▶ **HOW TO COMPLETE THIS TASK**:
Sort through the material below and copy each line with "Your".

▶ **DATASET EXCERPTS**:
──────────────────────────────
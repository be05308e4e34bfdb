//! Paperbot Notify: forwards article records to a Telegram chat.

pub mod error;
pub mod telegram;

pub use error::{NotifyError, Result};
pub use telegram::TelegramBot;
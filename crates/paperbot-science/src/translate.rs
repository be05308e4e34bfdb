//! Abstract translation and structured paper extraction through an
//! OpenAI-compatible chat-completions endpoint.

use std::time::Duration;

use async_trait::async_trait;
use paperbot_core::config::TranslatorConfig;
use reqwest::header::{AUTHORIZATION, HeaderMap, HeaderValue};
use serde::{Deserialize, Serialize};
use serde_json::{Value, json};

use crate::error::{Result, TranslationError};
use crate::http::{HttpClient, HttpOptions};

/// Fields returned by the structured extraction call.
#[derive(Debug, Clone, Default, PartialEq, Serialize, Deserialize)]
pub struct StructuredExtraction {
    pub title: String,
    #[serde(default)]
    pub authors: Vec<String>,
    #[serde(rename = "abstract")]
    pub abstract_text: String,
    #[serde(default)]
    pub translation: String,
    #[serde(default)]
    pub keywords: Vec<String>,
}

#[async_trait]
pub trait Translator: Send + Sync {
    /// Translated text, or `None` when no translation is available.
    async fn translate(&self, text: &str) -> Option<String>;

    /// Title, authors, abstract, translation and keywords from a paper excerpt.
    async fn extract_structured(&self, text: &str) -> Option<StructuredExtraction>;
}

pub struct OpenAiTranslator {
    client: HttpClient,
    base_url: String,
    model: String,
    api_key: Option<String>,
    api_key_env: String,
    target_language: String,
}

impl OpenAiTranslator {
    /// Build from config. The API key is read from the environment variable the
    /// config names; a missing key is reported on first use, not here.
    pub fn new(config: &TranslatorConfig) -> Result<Self> {
        let api_key = std::env::var(&config.api_key_env)
            .ok()
            .filter(|k| !k.trim().is_empty());
        Self::with_key(config, api_key)
    }

    pub fn with_key(config: &TranslatorConfig, api_key: Option<String>) -> Result<Self> {
        let client = HttpClient::new(HttpOptions {
            timeout: Duration::from_secs(config.timeout_secs),
            retries: 0,
            ..HttpOptions::default()
        })?;
        Ok(Self {
            client,
            base_url: config.base_url.trim_end_matches('/').to_string(),
            model: config.model.clone(),
            api_key,
            api_key_env: config.api_key_env.clone(),
            target_language: config.target_language.clone(),
        })
    }

    pub async fn try_translate(&self, text: &str) -> std::result::Result<String, TranslationError> {
        let system = format!(
            "You are a professional translator specializing in academic research articles, \
             particularly in the fields of psychology and neuroscience. Your task is to produce \
             high-quality, accurate, and elegant {lang} translations of English abstracts. \
             Ensure the translation retains the original meaning while using professional and precise terminology.",
            lang = self.target_language
        );
        let user = format!(
            "Translate the following academic abstract to {lang}:\n\n{text}\n\n\
             Requirements:\n\
             1. Maintain high accuracy and fidelity to the original meaning.\n\
             2. Use professional terminology commonly used in psychology and neuroscience.\n\
             3. Ensure the translation reads naturally and elegantly in {lang}.",
            lang = self.target_language
        );

        let body = json!({
            "model": self.model,
            "messages": [
                {"role": "system", "content": system},
                {"role": "user", "content": user},
            ],
        });
        self.complete(&body).await
    }

    pub async fn try_extract_structured(
        &self,
        text: &str,
    ) -> std::result::Result<StructuredExtraction, TranslationError> {
        let system = format!(
            "You are an assistant specialized in processing academic papers in psychology and neuroscience. \
             Your task is to accurately extract structured information from the provided content without adding interpretations or modifications. \
             Focus on precision. When translating to {lang}, ensure the translation retains the original meaning accurately.",
            lang = self.target_language
        );
        let user = format!(
            "The following is an excerpt from an academic paper:\n{text}\n\n\
             Please perform the following tasks:\n\
             1. Extract the 'Abstract' exactly as written in the original text.\n\
             2. Translate the abstract into {lang}.\n\
             3. Extract the 'Title' of the paper.\n\
             4. Extract the 'Authors'.\n\
             5. Extract the 'Keywords'.\n\
             Return the results as a JSON object with the keys title, authors, abstract, translation and keywords.",
            lang = self.target_language
        );

        let body = json!({
            "model": self.model,
            "messages": [
                {"role": "system", "content": system},
                {"role": "user", "content": user},
            ],
            "response_format": {
                "type": "json_schema",
                "json_schema": {
                    "name": "academic_extraction",
                    "schema": extraction_schema(&self.target_language),
                },
            },
        });

        let content = self.complete(&body).await?;
        serde_json::from_str(&content).map_err(|e| TranslationError::MalformedResponse(e.to_string()))
    }

    async fn complete(&self, body: &Value) -> std::result::Result<String, TranslationError> {
        let api_key = self
            .api_key
            .as_deref()
            .ok_or_else(|| TranslationError::MissingApiKey(self.api_key_env.clone()))?;

        let mut headers = HeaderMap::new();
        let bearer = HeaderValue::from_str(&format!("Bearer {api_key}"))
            .map_err(|e| TranslationError::MissingApiKey(e.to_string()))?;
        headers.insert(AUTHORIZATION, bearer);

        let url = format!("{}/chat/completions", self.base_url);
        let val: Value = self.client.post_json_with_headers(&url, body, headers).await?;

        let content = val["choices"][0]["message"]["content"]
            .as_str()
            .ok_or_else(|| {
                TranslationError::MalformedResponse("missing choices[0].message.content".to_string())
            })?
            .trim();
        if content.is_empty() {
            return Err(TranslationError::EmptyResponse);
        }
        Ok(content.to_string())
    }
}

#[async_trait]
impl Translator for OpenAiTranslator {
    async fn translate(&self, text: &str) -> Option<String> {
        if text.trim().is_empty() {
            return None;
        }
        match self.try_translate(text).await {
            Ok(t) => Some(t),
            Err(e) => {
                tracing::warn!(error = %e, "translation failed");
                None
            }
        }
    }

    async fn extract_structured(&self, text: &str) -> Option<StructuredExtraction> {
        match self.try_extract_structured(text).await {
            Ok(x) => Some(x),
            Err(e) => {
                tracing::warn!(error = %e, "structured extraction failed");
                None
            }
        }
    }
}

fn extraction_schema(lang: &str) -> Value {
    json!({
        "type": "object",
        "properties": {
            "title": {"description": "The title of the academic paper", "type": "string"},
            "authors": {
                "description": "A list of authors of the paper",
                "type": "array",
                "items": {"type": "string"}
            },
            "abstract": {"description": "The abstract text as it appears in the paper", "type": "string"},
            "translation": {"description": format!("The {lang} translation of the abstract"), "type": "string"},
            "keywords": {
                "description": "Keywords extracted from the paper",
                "type": "array",
                "items": {"type": "string"}
            }
        },
        "required": ["title", "authors", "abstract", "translation", "keywords"]
    })
}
──────────────────────────────
▶ **SOLUTION BELOW**:
             particularly in the fields of psychology and neuroscience. Your task is to produce \
             Your task is to accurately extract structured information from the provided content without adding interpretations or modifications. \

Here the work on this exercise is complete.